Now Depot is spending its spare change—$1.2 billion according to CNBC—to build a network of what it calls “flatbed distribution centers” dedicated to bulk packages for home builders. CNBC says four of the new DCs are up and running in Dallas, Baltimore, Newark, and Miami, with three more about to open in Atlanta, Houston, and Tampa.
Will it work this time? Some certainly think so.
Trouble is, the channel is already up to its ears in beacons of strategic capability.
Independents provide a broad array of construction support services tailored to the quirks of their markets. They’ve never had buying power to match BFS, US LBM, or ABC Supply. Their advantage is the ability to respond quickly and precisely as each individual market evolves, and use that maneuverability to help builders preserve profits.
Sometimes that’s enough to counteract lowball prices and sometimes it isn’t, but independents who are dedicated to the production builder market have generally done well vs. chain operators. That’s why BFS and US LBM are so eager to acquire them.
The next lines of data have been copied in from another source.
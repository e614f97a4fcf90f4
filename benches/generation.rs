use criterion::{criterion_group, criterion_main, Criterion};
use rand::rngs::StdRng;
use rand::SeedableRng;

use csv_seeder::generation::{generate_example_csv, generate_prompt};
use csv_seeder::presets::{flashcard_columns, user_columns};

fn bench_generation(c: &mut Criterion) {
    let users = user_columns();
    let flashcards = flashcard_columns();
    let mut rng = StdRng::seed_from_u64(42);
    c.bench_function("example_csv_100_users", |b| {
        b.iter(|| generate_example_csv(&users, 100, &mut rng))
    });
    c.bench_function("prompt_flashcards", |b| b.iter(|| generate_prompt(&flashcards, 3, &mut rng)));
}

criterion_group!(benches, bench_generation);
criterion_main!(benches);
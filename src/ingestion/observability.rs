use std::fmt;
use std::fs::OpenOptions;
use std::io::Write;
use std::path::{Path, PathBuf};
use std::sync::{Arc, Mutex};
use std::time::{SystemTime, UNIX_EPOCH};

use serde::{Deserialize, Serialize};

use crate::error::ImportError;
use crate::persistence::StoreError;
use crate::types::EntityKind;

/// Severity classification used for observer callbacks and alerting thresholds.
#[derive(Debug, Clone, Copy, PartialEq, Eq, PartialOrd, Ord, Serialize, Deserialize)]
#[serde(rename_all = "snake_case")]
pub enum ImportSeverity {
    /// Informational event.
    Info,
    /// Rejected user input (bad csv, wrong columns).
    Warning,
    /// The store refused the batch (constraint violation, unmappable row).
    Error,
    /// Infrastructure failure (database unavailable, poisoned lock, worker pool).
    Critical,
}

impl ImportSeverity {
    /// Classify an error for observer callbacks.
    pub fn of(error: &ImportError) -> Self {
        match error {
            e if e.is_user_input() => Self::Warning,
            ImportError::InvalidDeclaration { .. }
            | ImportError::InvalidRow { .. }
            | ImportError::UnknownUser { .. } => Self::Error,
            ImportError::Persistence(StoreError::UniqueViolation { .. })
            | ImportError::Persistence(StoreError::ForeignKeyViolation { .. }) => Self::Error,
            ImportError::Csv(err) => match err.kind() {
                ::csv::ErrorKind::Io(_) => Self::Critical,
                _ => Self::Warning,
            },
            _ => Self::Critical,
        }
    }
}

/// Which step of the paste-to-store flow an event belongs to.
#[derive(Debug, Clone, Copy, PartialEq, Eq)]
pub enum ImportStage {
    /// Parsing and validating pasted text.
    Validation,
    /// Reconciling foreign keys and inserting the batch.
    Persistence,
}

/// Context about an import attempt.
#[derive(Debug, Clone)]
pub struct ImportContext {
    pub stage: ImportStage,
    /// Target entity, when known.
    pub kind: Option<EntityKind>,
    /// Rows involved in the attempt (0 if parsing failed).
    pub rows: usize,
}

/// Minimal stats reported on success.
#[derive(Debug, Clone, Copy, PartialEq, Eq)]
pub struct ImportStats {
    /// Rows accepted (validation) or inserted (persistence).
    pub rows: usize,
    /// Placeholder dependency records created during reconciliation.
    pub placeholders: usize,
}

/// Observer interface for import outcomes.
///
/// Implementors can record metrics, logs, or trigger alerts.
pub trait ImportObserver: Send + Sync {
    /// Called when a stage succeeds.
    fn on_success(&self, _ctx: &ImportContext, _stats: ImportStats) {}

    /// Called when a stage fails.
    fn on_failure(&self, _ctx: &ImportContext, _severity: ImportSeverity, _error: &ImportError) {}

    /// Called when a failure meets the alert threshold.
    ///
    /// Default behavior forwards to [`Self::on_failure`].
    fn on_alert(&self, ctx: &ImportContext, severity: ImportSeverity, error: &ImportError) {
        self.on_failure(ctx, severity, error)
    }
}

/// Report `result` to `observer`, alerting at or above `alert_at_or_above`.
pub(crate) fn report(
    observer: Option<&Arc<dyn ImportObserver>>,
    alert_at_or_above: ImportSeverity,
    ctx: &ImportContext,
    result: Result<ImportStats, &ImportError>,
) {
    let Some(obs) = observer else {
        return;
    };
    match result {
        Ok(stats) => obs.on_success(ctx, stats),
        Err(e) => {
            let sev = ImportSeverity::of(e);
            obs.on_failure(ctx, sev, e);
            if sev >= alert_at_or_above {
                obs.on_alert(ctx, sev, e);
            }
        }
    }
}

/// An observer that fans out callbacks to a list of observers.
#[derive(Default)]
pub struct CompositeObserver {
    observers: Vec<Arc<dyn ImportObserver>>,
}

impl CompositeObserver {
    pub fn new(observers: Vec<Arc<dyn ImportObserver>>) -> Self {
        Self { observers }
    }
}

impl fmt::Debug for CompositeObserver {
    fn fmt(&self, f: &mut fmt::Formatter<'_>) -> fmt::Result {
        f.debug_struct("CompositeObserver")
            .field("observers_len", &self.observers.len())
            .finish()
    }
}

impl ImportObserver for CompositeObserver {
    fn on_success(&self, ctx: &ImportContext, stats: ImportStats) {
        for o in &self.observers {
            o.on_success(ctx, stats);
        }
    }

    fn on_failure(&self, ctx: &ImportContext, severity: ImportSeverity, error: &ImportError) {
        for o in &self.observers {
            o.on_failure(ctx, severity, error);
        }
    }

    fn on_alert(&self, ctx: &ImportContext, severity: ImportSeverity, error: &ImportError) {
        for o in &self.observers {
            o.on_alert(ctx, severity, error);
        }
    }
}

/// Emits import events as `tracing` events.
#[derive(Debug, Default)]
pub struct TracingObserver;

impl ImportObserver for TracingObserver {
    fn on_success(&self, ctx: &ImportContext, stats: ImportStats) {
        tracing::info!(
            stage = ?ctx.stage,
            kind = ?ctx.kind,
            rows = stats.rows,
            placeholders = stats.placeholders,
            "import stage succeeded"
        );
    }

    fn on_failure(&self, ctx: &ImportContext, severity: ImportSeverity, error: &ImportError) {
        tracing::warn!(
            stage = ?ctx.stage,
            kind = ?ctx.kind,
            rows = ctx.rows,
            ?severity,
            %error,
            "import stage failed"
        );
    }

    fn on_alert(&self, ctx: &ImportContext, severity: ImportSeverity, error: &ImportError) {
        tracing::error!(
            stage = ?ctx.stage,
            kind = ?ctx.kind,
            rows = ctx.rows,
            ?severity,
            %error,
            "import alert"
        );
    }
}

/// Appends import events to a local log file.
#[derive(Debug)]
pub struct FileObserver {
    path: PathBuf,
    lock: Mutex<()>,
}

impl FileObserver {
    /// Create a file observer that appends events to `path`.
    ///
    /// Writes are best-effort; failures to open/write the log file are ignored.
    pub fn new(path: impl AsRef<Path>) -> Self {
        Self {
            path: path.as_ref().to_path_buf(),
            lock: Mutex::new(()),
        }
    }

    fn append_line(&self, line: &str) {
        let _guard = self.lock.lock().ok();
        if let Ok(mut f) = OpenOptions::new().create(true).append(true).open(&self.path) {
            let _ = writeln!(f, "{line}");
        }
    }
}

impl ImportObserver for FileObserver {
    fn on_success(&self, ctx: &ImportContext, stats: ImportStats) {
        self.append_line(&format!(
            "{} ok stage={:?} kind={} rows={} placeholders={}",
            unix_ts(),
            ctx.stage,
            kind_label(ctx.kind),
            stats.rows,
            stats.placeholders
        ));
    }

    fn on_failure(&self, ctx: &ImportContext, severity: ImportSeverity, error: &ImportError) {
        self.append_line(&format!(
            "{} fail severity={:?} stage={:?} kind={} rows={} err={}",
            unix_ts(),
            severity,
            ctx.stage,
            kind_label(ctx.kind),
            ctx.rows,
            error
        ));
    }

    fn on_alert(&self, ctx: &ImportContext, severity: ImportSeverity, error: &ImportError) {
        self.append_line(&format!(
            "{} ALERT severity={:?} stage={:?} kind={} rows={} err={}",
            unix_ts(),
            severity,
            ctx.stage,
            kind_label(ctx.kind),
            ctx.rows,
            error
        ));
    }
}

fn kind_label(kind: Option<EntityKind>) -> &'static str {
    kind.map(|k| k.as_str()).unwrap_or("-")
}

fn unix_ts() -> u64 {
    SystemTime::now()
        .duration_since(UNIX_EPOCH)
        .unwrap_or_default()
        .as_secs()
}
It may be that Depot and Lowe’s will push prices down even further than the pro chains. If so, the question will be whether they can do it without sacrificing their own gross margins. If not, the entertainment value of their quarterly earnings calls is likely to rise exponentially.
But one thing this business teaches you (sometimes the hard way) is that you can never say never. McManus’s unnamed executive source speculates that “with access to data and systems they’ve got now, they may have figured out ways to offset that challenge.”
On the other hand, that’s the kind of endorsement you might want to take with a block of salt. Whenever the answer to a question is Yes, but technology, it almost always means your source has painted themselves into a corner.
One way or another, everyone knew the market was going to get extremely price-sensitive once the downturn kicked in. It’s here now, so if you’re in the production market, it’s time to batten down the hatches.
But then break out the popcorn. Whenever someone gets serious about buying market share, it’s always fun to watch the moment when they realize they were only renting it.